Should billing address be promoted from Basic Card to PR API?

<Ian> MattS: Today shipping address is in PR API and billing address is in basic card.

<Ian> ...yet I think billing address is required for most if not all payment methods and elevating it to PR API would be useful

<Ian> vkuntz: VAT needs to be adapted in EU based on billing address

<Ian> ...there's a different VAT that's applied e.g., in Germany or Belgium, independent of payment method

<Ian> marcosc: What we need is a way of constructing objects that can represent a billing address.
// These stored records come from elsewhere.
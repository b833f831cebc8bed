//! Integration tests for the metadata filter.
//!
//! These drive [`mf_metadata::MetadataFilter`] the way a host pipeline does:
//! describe, initialize from host options, ingest batches, reconfigure and
//! shut down, observing results through a collecting sink.

mod common;
mod compile_test;
mod lifecycle_test;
<Ian> ...we don't have a payment address constructor yet

<Ian> MattS: To be clear, this is handled in checkout flow before PR API...they still need to capture it before PR API

<Ian> ...and the merchant needs to decide whether to capture up front, and decide what to do if they get a different address through PR API

<Ian> AdrianHB_: I think this makes sense from a business perspective; not sure what the implementation cost is.

<Ian> AdrianHB_: Who is open to elevating billingAddress to PR API?
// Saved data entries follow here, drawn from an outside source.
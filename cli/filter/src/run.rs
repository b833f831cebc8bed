//! Execution logic for mf-filter.

use crate::args::{Cli, OutputFormat};
use crate::output::WriterSink;
use anyhow::{Context, Result};
use mf_metadata::{describe, FilterStats, MetadataFilter};
use mf_traits::{FilterStage, InMemoryAssetTracker};
use mf_types::{FilterConfig, Reading, ReadingSet};
use std::io::{BufRead, Write};
use std::path::Path;
use std::sync::Arc;
use tracing::{debug, info, warn};

/// Outcome of one run.
#[derive(Debug, Clone, Default)]
pub struct RunSummary {
    /// Non-blank input lines seen
    pub lines_read: u64,

    /// Lines that could not be decoded as readings
    pub lines_skipped: u64,

    /// Filter counters
    pub stats: FilterStats,

    /// Distinct (category, asset, event) tuples tracked
    pub tracked_assets: usize,

    /// Bytes written to the output
    pub bytes_written: u64,
}

/// Loads host options from a file, or the declared defaults when absent.
pub fn load_config(path: Option<&Path>) -> Result<FilterConfig> {
    let Some(path) = path else {
        debug!("No config file given, using declared defaults");
        return Ok(describe().default_filter_config()?);
    };

    let text = std::fs::read_to_string(path)
        .with_context(|| format!("failed to read config file {}", path.display()))?;
    let config = FilterConfig::from_json(&text)
        .with_context(|| format!("invalid config file {}", path.display()))?;

    info!(path = %path.display(), enable = config.enable, "Loaded filter config");
    Ok(config)
}

/// Runs the filter over stdin, writing to stdout.
pub fn execute(args: &Cli) -> Result<RunSummary> {
    let mut config = load_config(args.config.as_deref())?;
    if args.enable {
        config.enable = true;
    }

    let stdin = std::io::stdin().lock();
    let stdout = std::io::BufWriter::new(std::io::stdout().lock());

    process(
        &config,
        &args.category,
        args.batch_size,
        args.output_format,
        stdin,
        stdout,
    )
}

/// Runs the filter over NDJSON `input`, writing readings to `output`.
pub fn process<R: BufRead, W: Write>(
    config: &FilterConfig,
    category: &str,
    batch_size: usize,
    format: OutputFormat,
    input: R,
    output: W,
) -> Result<RunSummary> {
    let tracker = Arc::new(InMemoryAssetTracker::new());
    let sink = WriterSink::new(output, format);
    let mut filter = MetadataFilter::new(category, config, sink).with_asset_tracker(tracker.clone());

    let mut summary = RunSummary::default();
    let mut batch: Vec<Reading> = Vec::with_capacity(batch_size);

    for (idx, line) in input.lines().enumerate() {
        let line = line.context("failed to read input")?;
        let line = line.trim();
        if line.is_empty() {
            continue;
        }
        summary.lines_read += 1;

        match serde_json::from_str::<Reading>(line) {
            Ok(reading) => batch.push(reading),
            Err(e) => {
                warn!(line = idx + 1, error = %e, "Skipping undecodable reading");
                summary.lines_skipped += 1;
                continue;
            }
        }

        if batch.len() >= batch_size {
            filter.ingest(ReadingSet::new(std::mem::take(&mut batch)));
        }
    }

    if !batch.is_empty() {
        filter.ingest(ReadingSet::new(batch));
    }

    filter.shutdown();
    summary.stats = filter.stats();
    summary.tracked_assets = tracker.len();

    let sink = filter.into_sink();
    summary.bytes_written = sink.bytes_written();
    sink.finish().context("failed to write output")?;

    Ok(summary)
}
//! Counters kept by the metadata filter.

use serde::{Deserialize, Serialize};

/// Running totals for one filter instance.
#[derive(Debug, Clone, Copy, Default, PartialEq, Eq, Serialize, Deserialize)]
pub struct FilterStats {
    /// Batches that were enriched
    pub batches_enriched: u64,

    /// Batches forwarded untouched because the filter was disabled
    pub batches_passed_through: u64,

    /// Readings that received metadata
    pub readings_enriched: u64,

    /// Datapoints appended across all readings
    pub datapoints_added: u64,

    /// Number of reconfigurations applied
    pub reconfigurations: u64,
}

impl FilterStats {
    pub(crate) fn record_enriched(&mut self, readings: usize, datapoints: usize) {
        self.batches_enriched += 1;
        self.readings_enriched += readings as u64;
        self.datapoints_added += datapoints as u64;
    }

    pub(crate) fn record_passthrough(&mut self) {
        self.batches_passed_through += 1;
    }

    pub(crate) fn record_reconfigure(&mut self) {
        self.reconfigurations += 1;
    }

    /// Returns the total number of batches seen.
    pub fn batches(&self) -> u64 {
        self.batches_enriched + self.batches_passed_through
    }
}
//! mf-filter CLI
//!
//! Streams NDJSON readings through the metadata filter.

use clap::Parser;
use mf_cli_common::{format_bytes, format_number, init_logging};

mod args;
mod output;
mod run;

use args::Cli;

fn main() -> anyhow::Result<()> {
    let args = Cli::parse();

    // Logs go to stderr so stdout carries only readings
    init_logging(args.log_level)?;

    let summary = run::execute(&args)?;
    let stats = summary.stats;

    eprintln!();
    eprintln!("Filter completed:");
    eprintln!("  Lines read:        {}", format_number(summary.lines_read));
    eprintln!("  Lines skipped:     {}", format_number(summary.lines_skipped));
    eprintln!("  Batches:           {}", format_number(stats.batches()));
    eprintln!("  Readings enriched: {}", format_number(stats.readings_enriched));
    eprintln!("  Datapoints added:  {}", format_number(stats.datapoints_added));
    eprintln!("  Assets tracked:    {}", summary.tracked_assets);
    eprintln!("  Bytes written:     {}", format_bytes(summary.bytes_written));

    // Exit with error code if some input could not be decoded
    if summary.lines_skipped > 0 {
        std::process::exit(4);
    }

    Ok(())
}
<AdrianHB_> [zach ponders]

<Ian> marcosc: In Apple Pay where does billing address come in? When do you need it?

<Ian> ..seems to need to shift to payment request

<Ian> zkoch: You would need an onbillingaddresschange event; not specific to cards

<Ian> NickTR: So the question is whether we include in v1 or this moves to PR API in v2

<Ian> AdrianHB_: While additive, it still requires merchants to look for data in another place

<Ian> ...that may not be a bad thing

<Ian> vkuntz: Another use case - sanction screening

<Ian> AdrianHB_: I think we have a concrete business motivation...

<Ian> marcosc: How many merchants would be impacted by this?
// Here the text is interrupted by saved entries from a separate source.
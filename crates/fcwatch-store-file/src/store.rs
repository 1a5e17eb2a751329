//! [`FileStore`] — the whole-document implementation of [`RosterStore`].

use std::{
  path::{Path, PathBuf},
  sync::Arc,
};

use chrono::Utc;
use tokio::{fs, sync::Mutex};

use fcwatch_core::{
  player::{BlacklistEntry, Fc, Observation, Player},
  snapshot::{MergeReport, ReconcileReport, Snapshot},
  store::RosterStore,
};

use crate::{Error, Result};

/// A roster stored as one JSON document.
///
/// Cloning is cheap; clones share the writer lock.
#[derive(Clone)]
pub struct FileStore {
  path:  PathBuf,
  write: Arc<Mutex<()>>,
}

impl FileStore {
  /// Open the document at `path`, creating an empty one if it does not exist.
  pub async fn open(path: impl AsRef<Path>) -> Result<Self> {
    let store = Self {
      path:  path.as_ref().to_path_buf(),
      write: Arc::new(Mutex::new(())),
    };

    let exists = fs::try_exists(&store.path).await.map_err(|e| store.io(e))?;
    if !exists {
      tracing::info!(path = %store.path.display(), "creating empty roster document");
      store.save(&Snapshot::default()).await?;
    }

    // Fail fast on a corrupt document rather than on the first request.
    store.load().await?;
    Ok(store)
  }

  pub fn path(&self) -> &Path { &self.path }

  async fn load(&self) -> Result<Snapshot> {
    let bytes = fs::read(&self.path).await.map_err(|e| self.io(e))?;
    Ok(serde_json::from_slice(&bytes)?)
  }

  /// Replace the document atomically: write a sibling file, then rename it
  /// over the original.
  async fn save(&self, snapshot: &Snapshot) -> Result<()> {
    let bytes = serde_json::to_vec(snapshot)?;
    let tmp = self.tmp_path();
    fs::write(&tmp, bytes).await.map_err(|e| self.io(e))?;
    fs::rename(&tmp, &self.path).await.map_err(|e| self.io(e))?;
    Ok(())
  }

  /// Run `apply` against the current document and persist the result, with
  /// the writer lock held throughout.
  async fn modify<T, F>(&self, apply: F) -> Result<T>
  where
    F: FnOnce(&mut Snapshot) -> T,
  {
    let _guard = self.write.lock().await;
    let mut snapshot = self.load().await?;
    let out = apply(&mut snapshot);
    self.save(&snapshot).await?;
    Ok(out)
  }

  fn tmp_path(&self) -> PathBuf {
    let mut name = self.path.file_name().unwrap_or_default().to_os_string();
    name.push(".tmp");
    self.path.with_file_name(name)
  }

  fn io(&self, source: std::io::Error) -> Error {
    Error::Io { path: self.path.display().to_string(), source }
  }
}

impl RosterStore for FileStore {
  type Error = Error;

  async fn snapshot(&self) -> Result<Snapshot> {
    let mut snapshot = self.load().await?;
    // Hand-edited documents may be unsorted.
    snapshot.sort_players();
    Ok(snapshot)
  }

  async fn get_player(&self, fc: Fc) -> Result<Option<Player>> {
    Ok(self.load().await?.player(fc).cloned())
  }

  async fn record_observations(&self, batch: Vec<Observation>) -> Result<ReconcileReport> {
    self.modify(|s| s.reconcile(batch, Utc::now())).await
  }

  async fn merge_snapshot(&self, incoming: Snapshot) -> Result<MergeReport> {
    self.modify(|s| s.merge(incoming, Utc::now())).await
  }

  async fn upsert_blacklist(&self, entry: BlacklistEntry) -> Result<()> {
    self.modify(|s| s.upsert_blacklist(entry)).await
  }
}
<Ian> MattS: Why is this new? It's just moving it?

<Ian> ...you want to change this before moving to REC.

<Ian> ...merchants will have to deal with two versions of the API

<Ian> ...the more successful we are, the bigger the problem gets over time

<Ian> ...I think the right way to change this is before PR

<Ian> anthonyvd: is it always the case that billing address of credit card is used to compute VAT?

<Ian> NickTR: VAT is computed from shipping address.

<Ian> anthonyvd: I don't think it's as simple as removing from basic card. Suppose I have a Canadian credit card and move to the UK

<Ian> NickTR: It has to do with where the invoice goes (which remains Canada not the UK in your example)

<Ian> Giulio: I don't think it always works that way

<Ian> NickTR: But that's the regulatory environment in which EU operates

<Ian> MattS: It's bound to the credential.

<Ian> NickTR: If you move and don't change your billing address...that may be an issue for you

<Ian> Dave: The same user could have multiple billing addresses.

<Ian> AdrianHB_: If the address is bounds to the instrument, maybe it does not belong to PR API

<Ian> MattS: I think we have a consistent dictionary, but the details might vary by payment method

<Ian> MattS: When I change billing address without changing payment method, is an event fired?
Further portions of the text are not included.